For a condition like COPD, with a growing economic and social impact, and a heavy toll on patients' quality of life, CONSIGO organizes care around three pillars of disease management: smoking cessation, as the only way to halt disease progression; pharmacological therapy, using inhaled bronchodilators to ease symptoms like breathlessness and reduce the inflammatory burden that drives exacerbations; and non-pharmacological care, including ventilatory technique training and aerobic and muscular conditioning, which, practiced regularly, is associated with real gains in patients' day-to-day capacity to live with the disease.
The program's education and health literacy component, delivered both in person and remotely, is central to that third pillar, reinforcing the self-management focus described above.

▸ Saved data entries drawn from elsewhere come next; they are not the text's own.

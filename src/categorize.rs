//! Release categorization.
//!
//! An ordered cascade of classifier stages, each a table of regex predicates
//! with exclusion patterns. Stage order is part of the behavior: misc/hash
//! detection runs before group-based assignment, which runs before the TV and
//! movie classifiers, and the first stage returning a category wins.

use regex::Regex;

use crate::types::Category;
use crate::{Error, Result};

/// Compiled classifier cascade. Pure function of (name, group).
pub struct Categorizer {
    misc_long_token: Regex,
    misc_all_caps: Regex,
    misc_hash: Regex,
    misc_exclude: Regex,

    anime_groups: Regex,

    tv: Regex,
    tv_exclude: Regex,
    tv_sports_hint: Regex,
    hdtv: Regex,
    sdtv_main: Regex,
    sdtv_x264: Regex,
    sdtv_episode: Regex,
    sdtv_source: Regex,
    webdl: Regex,
    other_tv: Regex,
    other_tv_episode: Regex,
    foreign_tv: Vec<Regex>,
    anime_tv: Regex,
    sport_tv_exclude: Regex,
    sport_tv: Vec<Regex>,
    documentary: Regex,

    movie: Regex,
    movie_exclude: Regex,
    movie_foreign: Vec<Regex>,
    movie_dvd: Regex,
    movie_sd: Regex,
    movie_3d: Regex,
    movie_bluray: Regex,
    movie_bluray_exclude: Regex,
    movie_hd: Regex,
    movie_other: Regex,
}

impl Categorizer {
    /// Compile the full predicate table
    pub fn new() -> Result<Self> {
        let compile = |pattern: &str| {
            Regex::new(pattern)
                .map_err(|e| Error::Other(format!("bad classifier pattern {}: {}", pattern, e)))
        };

        Ok(Self {
            misc_long_token: compile(r"(?i)[a-z0-9]{20,}")?,
            misc_all_caps: compile(r"(?i)^[A-Z0-9]+$")?,
            misc_hash: compile(r"(?i)[a-f0-9]{32,64}")?,
            misc_exclude: compile(
                r"(?i)[^a-z0-9]((480|720|1080)[ip]|s\d{1,3}[-._ ]?[ed]\d{1,3}([ex]\d{1,3}|[-.\w ]))[^a-z0-9]",
            )?,

            anime_groups: compile(
                r"alt\.binaries\.(multimedia\.erotica\.|cartoons\.french\.|dvd\.|multimedia\.)?anime(\.highspeed|\.repost|s-fansub|\.german)?",
            )?,

            tv: compile(
                r"(?i)Daily[-_\.]Show|Nightly News|^\[[a-zA-Z\.\-]+\].*[-_].*\d{1,3}[-_. ]((\[|\()(h264-)?\d{3,4}(p|i)(\]|\))\s?(\[AAC\])?|\[[a-fA-F0-9]{8}\]|(8|10)BIT|hi10p)(\[[a-fA-F0-9]{8}\])?|(\d\d-){2}[12]\d{3}|[12]\d{3}(\.\d\d){2}|\d+x\d+|\.e\d{1,3}\.|s\d{1,3}[-._ ]?[ed]\d{1,3}([ex]\d{1,3}|[-.\w ])|[-._ ](\dx\d\d|C4TV|Complete[-._ ]Season|DSR|(D|H|P|S)DTV|EP[-._ ]?\d{1,3}|S\d{1,3}.+Extras|SUBPACK|Season[-._ ]\d{1,2})([-._ ]|$)|TVRIP|TV[-._ ](19|20)\d\d|TrollHD",
            )?,
            tv_exclude: compile(r"(?i)[-._ ](flac|imageset|mp3|xxx)[-._ ]|[ .]exe$")?,
            tv_sports_hint: compile(
                r"(?i)[-._ ]((19|20)\d\d[-._ ]\d{1,2}[-._ ]\d{1,2}[-._ ]VHSRip|Indy[-._ ]?Car|(iMPACT|Smoky[-._ ]Mountain|Texas)[-._ ]Wrestling|Moto[-._ ]?GP|NSCS[-._ ]ROUND|NECW[-._ ]TV|(Per|Post)\-Show|PPV|WrestleMania|WCW|WEB[-._ ]HD|WWE[-._ ](Monday|NXT|RAW|Smackdown|Superstars|WrestleMania))[-._ ]",
            )?,
            hdtv: compile(r"(?i)1080(i|p)|720p|bluray")?,
            sdtv_main: compile(
                r"(?i)(360|480|576)p|Complete[-._ ]Season|dvdr(ip)?|dvd5|dvd9|\.pdtv|SD[-._ ]TV|TVRip|NTSC|BDRip|hdtv|xvid",
            )?,
            sdtv_x264: compile(r"(?i)((H|P)D[-._ ]?TV|DSR|WebRip)[-._ ]x264")?,
            sdtv_episode: compile(r"(?i)s\d{1,3}[-._ ]?[ed]\d{1,3}([ex]\d{1,3}|[-.\w ])|\s\d{3,4}\s")?,
            sdtv_source: compile(r"(?i)(H|P)D[-._ ]?TV|BDRip[-._ ]x264")?,
            webdl: compile(r"(?i)web[-._ ]dl|web-?rip")?,
            other_tv: compile(r"(?i)[-._ ]S\d{1,3}.+(EP\d{1,3}|Extras|SUBPACK)[-._ ]|News")?,
            other_tv_episode: compile(r"(?i)[-._ ]s\d{1,3}[-._ ]?(e|d(isc)?)\d{1,3}([-._ ]|$)")?,
            foreign_tv: vec![
                compile(
                    r"(?i)[-._ ](chinese|dk|fin|french|ger?|heb|ita|jap|kor|nor|nordic|nl|pl|swe)[-._ ]?(sub|dub)(ed|bed|s)?|<German>",
                )?,
                compile(
                    r"(?i)[-._ ](brazilian|chinese|croatian|danish|deutsch|dutch|estonian|flemish|finnish|french|german|greek|hebrew|icelandic|italian|ita|latin|mandarin|nordic|norwegian|polish|portuguese|japenese|japanese|russian|serbian|slovenian|spanish|spanisch|swedish|thai|turkish).+(720p|1080p|Divx|DOKU|DUB(BED)?|DLMUX|NOVARIP|RealCo|Sub(bed|s)?|Web[-._ ]?Rip|WS|Xvid|x264)[-._ ]",
                )?,
                compile(
                    r"(?i)[-._ ](720p|1080p|Divx|DOKU|DUB(BED)?|DLMUX|NOVARIP|RealCo|Sub(bed|s)?|Web[-._ ]?Rip|WS|Xvid).+(brazilian|chinese|croatian|danish|deutsch|dutch|estonian|flemish|finnish|french|german|greek|hebrew|icelandic|italian|ita|latin|mandarin|nordic|norwegian|polish|portuguese|japenese|japanese|russian|serbian|slovenian|spanish|spanisch|swedish|thai|turkish)[-._ ]",
                )?,
                compile(
                    r"(?i)(S\d\d[EX]\d\d|DOCU(MENTAIRE)?|TV)?[-._ ](FRENCH|German|Dutch)[-._ ](720p|1080p|dv(b|d)r(ip)?|LD|HD\-?TV|TV[-._ ]?RIP|x264)[-._ ]",
                )?,
                compile(
                    r"(?i)[-._ ]FastSUB|NL|nlvlaams|patrfa|RealCO|Seizoen|slosinh|Videomann|Vostfr|xslidian[-._ ]|x264\-iZU",
                )?,
            ],
            anime_tv: compile(
                r"(?i)[-._ ]Anime[-._ ]|^\[[a-zA-Z\.\-]+\].*[-_].*\d{1,3}[-_. ]((\[|\()((\d{1,4}x\d{1,4})|(h264-)?\d{3,4}(p|i))(\]|\))\s?(\[AAC\])?|\[[a-fA-F0-9]{8}\]|(8|10)BIT|hi10p)(\[[a-fA-F0-9]{8}\])?",
            )?,
            sport_tv_exclude: compile(r"(?i)s\d{1,3}[-._ ]?[ed]\d{1,3}([ex]\d{1,3}|[-.\w ])")?,
            sport_tv: vec![
                compile(
                    r"(?i)[-._ ]?(Bellator|bundesliga|EPL|ESPN|FIA|la[-._ ]liga|MMA|motogp|NFL|NHL|NCAA|PGA|red[-._ ]bull.+race|Sengoku|Strikeforce|supercup|uefa|UFC|wtcc|WWE)[-._ ]",
                )?,
                compile(
                    r"(?i)[-._ ]?(AFL|Grand Prix|Indy[-._ ]Car|(iMPACT|Smoky[-._ ]Mountain|Texas)[-._ ]Wrestling|Moto[-._ ]?GP|NSCS[-._ ]ROUND|NECW|Poker|PWX|Rugby|WCW)[-._ ]",
                )?,
                compile(r"(?i)[-._ ]?(Horse)[-._ ]Racing[-._ ]")?,
            ],
            documentary: compile(r"(?i)[-._ ](Docu|Documentary)[-._ ]")?,

            movie: compile(
                r"(?i)[-._ ]AVC[-._ ]|[BH][DR]RIP|Bluray|BD[-._ ]?(25|50)?|\bBR\b|Camrip|[-._ ]\d{4}[-._ ].+(720p|1080p|Cam|HDTS)|DIVX|[-._ ]DVD[-._ ]|DVD-?(5|9|R|Rip)|Untouched|VHSRip|XVID|[-._ ](DTS|TVrip)[-._ ]",
            )?,
            movie_exclude: compile(
                r"(?i)auto(cad|desk)|divx[-._ ]plus|[-._ ]exe$|[-._ ](jav|XXX)[-._ ]|SWE6RUS|\wXXX(1080p|720p|DVD)|Xilisoft",
            )?,
            movie_foreign: vec![
                compile(
                    r"(?i)(danish|flemish|Deutsch|dutch|french|german|heb|hebrew|Castellano|nl[-._ ]?sub|dub(bed|s)?|\.NL|norwegian|swedish|swesub|spanish|Staffel)[-._ ]|\(german\)|Multisub",
                )?,
                compile(
                    r"(?i)(720p|1080p|AC3|AVC|DIVX|DVD(5|9|RIP|R)|XVID)[-._ ](Dutch|French|German|ITA)|\(?(Dutch|French|German|ITA)\)?[-._ ](720P|1080p|AC3|AVC|DIVX|DVD(5|9|RIP|R)|HD[-._ ]|XVID)",
                )?,
            ],
            movie_dvd: compile(r"(?i)(dvd\-?r|[-._ ]dvd|dvd9|dvd5|[-._ ]r5)[-._ ]")?,
            movie_sd: compile(r"(?i)(divx|dvdscr|extrascene|dvdrip|\.CAM|HDTS(-LINE)?|vhsrip|xvid(vd)?)[-._ ]")?,
            movie_3d: compile(
                r"(?i)[-._ ]3D\s?[\.\-_\[ ](1080p|(19|20)\d\d|AVC|BD(25|50)|Blu[-._ ]?ray|CEE|Complete|GER|MVC|MULTi|SBS|H(-)?SBS)[-._ ]",
            )?,
            movie_bluray: compile(
                r"(?i)bluray\-|[-._ ]bd?[-._ ]?(25|50)|blu-ray|Bluray\s\-\sUntouched|[-._ ]untouched[-._ ]",
            )?,
            movie_bluray_exclude: compile(r"(?i)SecretUsenet\.com")?,
            movie_hd: compile(r"(?i)720p|1080p|AVC|VC1|VC\-1|web\-dl|wmvhd|x264|XvidHD|bdrip")?,
            movie_other: compile(r"(?i)[-._ ]cam[-._ ]")?,
        })
    }

    /// Classify a release name in its destination group
    pub fn categorize(&self, name: &str, group: &str) -> Category {
        let stages = [
            Self::is_misc,
            Self::category_from_group,
            Self::is_tv,
            Self::is_movie,
        ];
        for stage in stages {
            let category = stage(self, name, group);
            if category != Category::Unknown {
                return category;
            }
        }
        Category::Unknown
    }

    fn is_misc(&self, name: &str, _group: &str) -> Category {
        if self.misc_exclude.is_match(name) {
            return Category::Unknown;
        }
        if self.misc_hash.is_match(name) {
            return Category::OtherHashed;
        }
        if self.misc_long_token.is_match(name) || self.misc_all_caps.is_match(name) {
            return Category::OtherMisc;
        }
        Category::Unknown
    }

    fn category_from_group(&self, name: &str, group: &str) -> Category {
        if group == "alt.binaries.audio.warez" {
            return Category::Pc0day;
        }
        if self.anime_groups.is_match(group) {
            return Category::TvAnime;
        }
        if group == "alt.binaries.moovee" {
            // Episodic content crossposted here still categorizes as TV
            let tv = self.is_tv(name, group);
            if tv != Category::Unknown {
                return tv;
            }
            let hd = self.is_movie_hd(name);
            if hd != Category::Unknown {
                return hd;
            }
            return Category::MovieSd;
        }
        Category::Unknown
    }

    fn is_tv(&self, name: &str, group: &str) -> Category {
        if self.tv.is_match(name) && !self.tv_exclude.is_match(name) {
            let classifiers = [
                Self::is_other_tv,
                Self::is_foreign_tv,
                Self::is_sport_tv,
                Self::is_documentary_tv,
                Self::is_tv_webdl,
                Self::is_anime_tv,
                Self::is_hdtv,
                Self::is_sdtv,
                Self::is_other_tv_episode,
            ];
            for classifier in classifiers {
                let category = classifier(self, name, group);
                if category != Category::Unknown {
                    return category;
                }
            }
            return Category::TvOther;
        }

        if self.tv_sports_hint.is_match(name) {
            if self.is_sport_tv(name, group) != Category::Unknown {
                return Category::TvSport;
            }
            return Category::TvOther;
        }
        Category::Unknown
    }

    fn is_hdtv(&self, name: &str, _group: &str) -> Category {
        if self.hdtv.is_match(name) {
            return Category::TvHd;
        }
        Category::Unknown
    }

    fn is_sdtv(&self, name: &str, _group: &str) -> Category {
        if self.sdtv_main.is_match(name) || self.sdtv_x264.is_match(name) {
            return Category::TvSd;
        }
        if self.sdtv_episode.is_match(name) && self.sdtv_source.is_match(name) {
            return Category::TvSd;
        }
        Category::Unknown
    }

    fn is_tv_webdl(&self, name: &str, _group: &str) -> Category {
        if self.webdl.is_match(name) {
            return Category::TvWebDl;
        }
        Category::Unknown
    }

    fn is_other_tv(&self, name: &str, _group: &str) -> Category {
        if self.other_tv.is_match(name) {
            return Category::TvOther;
        }
        Category::Unknown
    }

    fn is_other_tv_episode(&self, name: &str, _group: &str) -> Category {
        if self.other_tv_episode.is_match(name) {
            return Category::TvOther;
        }
        Category::Unknown
    }

    fn is_foreign_tv(&self, name: &str, _group: &str) -> Category {
        if self.foreign_tv.iter().any(|re| re.is_match(name)) {
            return Category::TvForeign;
        }
        Category::Unknown
    }

    fn is_anime_tv(&self, name: &str, _group: &str) -> Category {
        if self.anime_tv.is_match(name) {
            return Category::TvAnime;
        }
        Category::Unknown
    }

    fn is_sport_tv(&self, name: &str, _group: &str) -> Category {
        // Episode markers disqualify sports outright
        if self.sport_tv_exclude.is_match(name) {
            return Category::Unknown;
        }
        if self.sport_tv.iter().any(|re| re.is_match(name)) {
            return Category::TvSport;
        }
        Category::Unknown
    }

    fn is_documentary_tv(&self, name: &str, _group: &str) -> Category {
        if self.documentary.is_match(name) {
            return Category::TvDocumentary;
        }
        Category::Unknown
    }

    fn is_movie(&self, name: &str, _group: &str) -> Category {
        if !self.movie.is_match(name) || self.movie_exclude.is_match(name) {
            return Category::Unknown;
        }
        if self.movie_foreign.iter().any(|re| re.is_match(name)) {
            return Category::MovieForeign;
        }
        if self.movie_dvd.is_match(name) {
            return Category::MovieDvd;
        }
        if self.webdl.is_match(name) {
            return Category::MovieWebDl;
        }
        if self.movie_sd.is_match(name) {
            return Category::MovieSd;
        }
        if self.movie_3d.is_match(name) {
            return Category::Movie3d;
        }
        if self.movie_bluray.is_match(name) && !self.movie_bluray_exclude.is_match(name) {
            return Category::MovieBluRay;
        }
        let hd = self.is_movie_hd(name);
        if hd != Category::Unknown {
            return hd;
        }
        if self.movie_other.is_match(name) {
            return Category::MovieOther;
        }
        Category::Unknown
    }

    fn is_movie_hd(&self, name: &str) -> Category {
        if self.movie_hd.is_match(name) {
            return Category::MovieHd;
        }
        Category::Unknown
    }
}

Solution details and highlights

  • UpHill's Clinical Automation Platform deployed as the digital backbone of ULSLA's Integrated Care Pathway for People with Multimorbidity, starting with COPD through the CONSIGO program;
  • A single, shared, digital care journey spanning doctors, nurses, physiotherapists, and cardiopulmonary technicians, replacing ad hoc coordination between specialties;
  • Proximity care built into the model: primary care teams can manage COPD patients on an ongoing basis without routine hospital travel;
  • Remote monitoring and communication designed specifically to offset geographic inequities in a region spread across more than 5,300 km²;
  • Patient contact through multiple channels — chat, email, and voice AI — adapting to how each patient is most comfortable engaging;
  • Risk stratification that directs clinical attention according to patient need, distinguishing stable patients from those requiring closer follow-up;
  • A strong patient and caregiver education and health-literacy component, delivered in person and remotely, empowering patients to self-manage a chronic condition between clinical contacts;
  • Designed as part of a broader, repeatable model for multimorbidity care — not a standalone program limited to a single condition.

Disclaimer

This data is specific to this use case at this institution and is presented as an example of how UpHill Route indirectly supports patient management processes in a context where clinical decision support systems are used. The institution itself collected the underlying data. UpHill Route does not claim any direct clinical benefit leading to readmission reduction, access increase, or unnecessary appointment reduction.